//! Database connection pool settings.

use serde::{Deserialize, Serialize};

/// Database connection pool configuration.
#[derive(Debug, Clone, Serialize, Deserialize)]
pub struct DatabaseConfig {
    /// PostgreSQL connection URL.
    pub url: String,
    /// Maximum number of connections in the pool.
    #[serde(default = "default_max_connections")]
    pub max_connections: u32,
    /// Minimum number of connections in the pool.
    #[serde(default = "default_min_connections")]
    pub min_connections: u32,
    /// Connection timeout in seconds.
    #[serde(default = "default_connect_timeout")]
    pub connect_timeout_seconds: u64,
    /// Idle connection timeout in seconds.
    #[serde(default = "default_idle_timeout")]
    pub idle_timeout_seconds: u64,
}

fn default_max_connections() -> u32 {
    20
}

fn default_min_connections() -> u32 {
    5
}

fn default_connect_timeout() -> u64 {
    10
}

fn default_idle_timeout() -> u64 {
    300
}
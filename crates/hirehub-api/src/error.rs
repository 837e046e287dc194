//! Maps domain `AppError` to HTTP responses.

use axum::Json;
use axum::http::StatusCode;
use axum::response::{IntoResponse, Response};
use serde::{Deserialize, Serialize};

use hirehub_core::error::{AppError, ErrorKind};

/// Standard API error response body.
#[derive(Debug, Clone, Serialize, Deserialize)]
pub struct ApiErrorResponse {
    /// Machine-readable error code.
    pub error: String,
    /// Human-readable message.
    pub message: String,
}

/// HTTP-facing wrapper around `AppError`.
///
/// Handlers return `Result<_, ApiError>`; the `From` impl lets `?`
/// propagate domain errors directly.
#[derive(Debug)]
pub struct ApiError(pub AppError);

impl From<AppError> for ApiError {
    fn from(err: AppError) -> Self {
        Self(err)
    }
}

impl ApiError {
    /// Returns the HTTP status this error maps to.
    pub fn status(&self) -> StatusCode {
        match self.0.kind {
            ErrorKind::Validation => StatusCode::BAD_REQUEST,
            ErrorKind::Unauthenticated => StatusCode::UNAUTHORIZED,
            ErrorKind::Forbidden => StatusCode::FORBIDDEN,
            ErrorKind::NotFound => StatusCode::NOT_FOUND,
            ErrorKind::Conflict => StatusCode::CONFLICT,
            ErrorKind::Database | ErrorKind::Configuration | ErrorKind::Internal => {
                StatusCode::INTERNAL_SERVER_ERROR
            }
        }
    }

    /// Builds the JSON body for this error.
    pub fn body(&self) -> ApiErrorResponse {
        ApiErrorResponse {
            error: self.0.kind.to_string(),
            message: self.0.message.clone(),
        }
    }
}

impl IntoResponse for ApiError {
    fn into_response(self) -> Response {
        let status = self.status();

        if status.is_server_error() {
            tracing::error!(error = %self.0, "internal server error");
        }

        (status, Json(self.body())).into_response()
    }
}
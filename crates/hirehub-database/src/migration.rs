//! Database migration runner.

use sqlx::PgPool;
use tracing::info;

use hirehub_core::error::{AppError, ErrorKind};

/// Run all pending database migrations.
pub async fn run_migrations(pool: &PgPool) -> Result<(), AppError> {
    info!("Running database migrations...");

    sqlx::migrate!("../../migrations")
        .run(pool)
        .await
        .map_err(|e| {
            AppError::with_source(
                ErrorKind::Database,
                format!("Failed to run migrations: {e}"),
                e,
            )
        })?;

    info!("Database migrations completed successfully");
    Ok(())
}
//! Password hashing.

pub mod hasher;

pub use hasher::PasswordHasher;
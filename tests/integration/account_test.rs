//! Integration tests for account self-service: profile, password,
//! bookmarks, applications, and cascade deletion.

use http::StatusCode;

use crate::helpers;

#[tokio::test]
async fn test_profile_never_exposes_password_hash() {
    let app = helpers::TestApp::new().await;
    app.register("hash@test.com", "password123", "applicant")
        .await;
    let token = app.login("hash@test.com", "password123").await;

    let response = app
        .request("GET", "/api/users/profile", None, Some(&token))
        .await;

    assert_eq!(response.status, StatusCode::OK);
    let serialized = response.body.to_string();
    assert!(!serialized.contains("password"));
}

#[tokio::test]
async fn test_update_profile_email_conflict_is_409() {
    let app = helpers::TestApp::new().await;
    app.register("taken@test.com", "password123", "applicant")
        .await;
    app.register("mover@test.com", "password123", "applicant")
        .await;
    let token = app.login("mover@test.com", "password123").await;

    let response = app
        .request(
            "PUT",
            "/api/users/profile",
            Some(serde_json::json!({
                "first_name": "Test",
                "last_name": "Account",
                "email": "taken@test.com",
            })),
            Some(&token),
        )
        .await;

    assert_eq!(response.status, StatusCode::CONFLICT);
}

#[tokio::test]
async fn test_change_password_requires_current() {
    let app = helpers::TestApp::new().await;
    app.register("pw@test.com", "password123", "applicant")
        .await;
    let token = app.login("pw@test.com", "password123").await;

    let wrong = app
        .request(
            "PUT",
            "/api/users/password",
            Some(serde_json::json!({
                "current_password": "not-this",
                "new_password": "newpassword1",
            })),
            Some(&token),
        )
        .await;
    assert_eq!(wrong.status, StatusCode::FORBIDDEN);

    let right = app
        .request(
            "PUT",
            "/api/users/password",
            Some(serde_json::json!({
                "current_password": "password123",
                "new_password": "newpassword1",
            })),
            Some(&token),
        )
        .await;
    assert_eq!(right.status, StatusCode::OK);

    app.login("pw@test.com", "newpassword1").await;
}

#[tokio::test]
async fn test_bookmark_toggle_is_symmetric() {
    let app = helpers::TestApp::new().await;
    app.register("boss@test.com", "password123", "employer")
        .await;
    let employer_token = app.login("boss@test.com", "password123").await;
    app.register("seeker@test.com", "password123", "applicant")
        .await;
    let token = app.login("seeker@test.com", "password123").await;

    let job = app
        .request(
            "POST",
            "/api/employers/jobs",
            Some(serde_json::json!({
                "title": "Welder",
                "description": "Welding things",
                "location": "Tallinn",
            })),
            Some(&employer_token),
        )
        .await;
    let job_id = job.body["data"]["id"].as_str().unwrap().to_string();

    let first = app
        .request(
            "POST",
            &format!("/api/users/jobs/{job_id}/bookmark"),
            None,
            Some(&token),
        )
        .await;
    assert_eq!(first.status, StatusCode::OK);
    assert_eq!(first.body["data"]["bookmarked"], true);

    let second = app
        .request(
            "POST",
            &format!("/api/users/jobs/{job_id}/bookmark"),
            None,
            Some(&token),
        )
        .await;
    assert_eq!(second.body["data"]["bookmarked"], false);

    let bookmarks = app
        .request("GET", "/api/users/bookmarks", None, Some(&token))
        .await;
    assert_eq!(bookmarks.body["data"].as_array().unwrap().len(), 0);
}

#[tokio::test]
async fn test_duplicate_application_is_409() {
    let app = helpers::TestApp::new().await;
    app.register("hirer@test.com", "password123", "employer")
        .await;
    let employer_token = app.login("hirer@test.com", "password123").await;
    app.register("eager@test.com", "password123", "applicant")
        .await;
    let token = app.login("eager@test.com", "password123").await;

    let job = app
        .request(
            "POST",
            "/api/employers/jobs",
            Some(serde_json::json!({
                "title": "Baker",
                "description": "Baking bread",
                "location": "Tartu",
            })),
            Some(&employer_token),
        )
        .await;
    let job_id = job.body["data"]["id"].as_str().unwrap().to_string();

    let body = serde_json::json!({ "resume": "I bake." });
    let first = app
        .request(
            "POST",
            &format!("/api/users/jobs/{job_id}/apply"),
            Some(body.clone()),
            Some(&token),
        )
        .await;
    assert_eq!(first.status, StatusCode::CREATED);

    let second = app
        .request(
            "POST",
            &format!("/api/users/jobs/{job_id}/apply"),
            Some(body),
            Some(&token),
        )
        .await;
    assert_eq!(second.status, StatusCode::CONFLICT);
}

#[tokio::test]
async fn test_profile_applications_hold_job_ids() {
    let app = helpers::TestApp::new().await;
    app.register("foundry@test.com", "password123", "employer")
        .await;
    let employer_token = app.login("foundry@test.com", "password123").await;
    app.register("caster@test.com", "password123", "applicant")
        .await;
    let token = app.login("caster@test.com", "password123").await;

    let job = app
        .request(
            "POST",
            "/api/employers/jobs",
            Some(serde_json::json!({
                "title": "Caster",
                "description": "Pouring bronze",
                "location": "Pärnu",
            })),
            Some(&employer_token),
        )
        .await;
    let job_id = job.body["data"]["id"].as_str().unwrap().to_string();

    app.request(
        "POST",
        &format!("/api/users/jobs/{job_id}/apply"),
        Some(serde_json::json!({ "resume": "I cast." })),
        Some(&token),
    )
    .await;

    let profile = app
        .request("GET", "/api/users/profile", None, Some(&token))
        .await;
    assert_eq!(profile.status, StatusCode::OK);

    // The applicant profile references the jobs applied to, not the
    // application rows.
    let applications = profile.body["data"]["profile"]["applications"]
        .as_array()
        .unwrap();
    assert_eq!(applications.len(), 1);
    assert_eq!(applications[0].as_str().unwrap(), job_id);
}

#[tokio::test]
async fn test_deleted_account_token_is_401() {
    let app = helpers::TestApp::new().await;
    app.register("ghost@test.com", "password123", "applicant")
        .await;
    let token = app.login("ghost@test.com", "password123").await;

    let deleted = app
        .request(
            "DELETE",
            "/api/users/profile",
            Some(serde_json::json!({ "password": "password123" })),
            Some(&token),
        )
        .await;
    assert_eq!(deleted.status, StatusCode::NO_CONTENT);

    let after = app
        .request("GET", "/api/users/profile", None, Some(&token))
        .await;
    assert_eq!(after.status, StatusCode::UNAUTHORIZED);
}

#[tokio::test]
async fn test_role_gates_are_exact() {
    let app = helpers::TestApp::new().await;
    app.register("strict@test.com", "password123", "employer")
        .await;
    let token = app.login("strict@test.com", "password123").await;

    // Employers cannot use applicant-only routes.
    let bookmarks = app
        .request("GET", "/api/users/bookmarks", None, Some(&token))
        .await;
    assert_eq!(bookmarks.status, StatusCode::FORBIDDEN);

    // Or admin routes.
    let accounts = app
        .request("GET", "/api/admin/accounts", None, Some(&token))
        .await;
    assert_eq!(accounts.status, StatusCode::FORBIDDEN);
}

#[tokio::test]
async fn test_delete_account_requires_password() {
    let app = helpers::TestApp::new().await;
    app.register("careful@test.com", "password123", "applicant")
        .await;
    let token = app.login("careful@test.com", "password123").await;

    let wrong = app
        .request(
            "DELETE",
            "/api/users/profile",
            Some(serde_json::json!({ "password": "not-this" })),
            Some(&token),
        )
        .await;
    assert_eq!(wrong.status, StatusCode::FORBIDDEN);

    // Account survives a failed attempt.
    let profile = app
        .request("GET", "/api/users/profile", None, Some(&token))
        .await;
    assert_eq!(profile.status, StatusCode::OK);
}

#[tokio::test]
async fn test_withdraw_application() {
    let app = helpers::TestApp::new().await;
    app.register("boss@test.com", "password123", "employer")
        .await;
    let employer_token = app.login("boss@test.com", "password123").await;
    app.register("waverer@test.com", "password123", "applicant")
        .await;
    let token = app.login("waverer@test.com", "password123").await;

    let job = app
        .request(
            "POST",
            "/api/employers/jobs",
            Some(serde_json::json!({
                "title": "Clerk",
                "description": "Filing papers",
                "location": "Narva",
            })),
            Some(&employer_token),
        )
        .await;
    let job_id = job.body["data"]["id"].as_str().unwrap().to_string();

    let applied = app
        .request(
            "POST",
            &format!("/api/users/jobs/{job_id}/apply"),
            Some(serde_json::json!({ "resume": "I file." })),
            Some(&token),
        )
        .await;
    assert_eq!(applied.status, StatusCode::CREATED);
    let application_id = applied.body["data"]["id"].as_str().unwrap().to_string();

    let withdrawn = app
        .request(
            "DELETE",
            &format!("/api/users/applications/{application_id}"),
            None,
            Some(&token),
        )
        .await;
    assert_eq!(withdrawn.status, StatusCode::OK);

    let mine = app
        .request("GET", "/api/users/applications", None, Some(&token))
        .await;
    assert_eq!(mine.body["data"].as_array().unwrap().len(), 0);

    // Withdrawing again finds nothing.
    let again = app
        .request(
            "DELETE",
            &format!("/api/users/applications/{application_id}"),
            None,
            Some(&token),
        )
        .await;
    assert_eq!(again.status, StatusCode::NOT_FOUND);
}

==*==

-- Problem statement --
Give the tally of lines in the listing above that contain the string "taken", with nothing besides it.

-- Result of this task --
2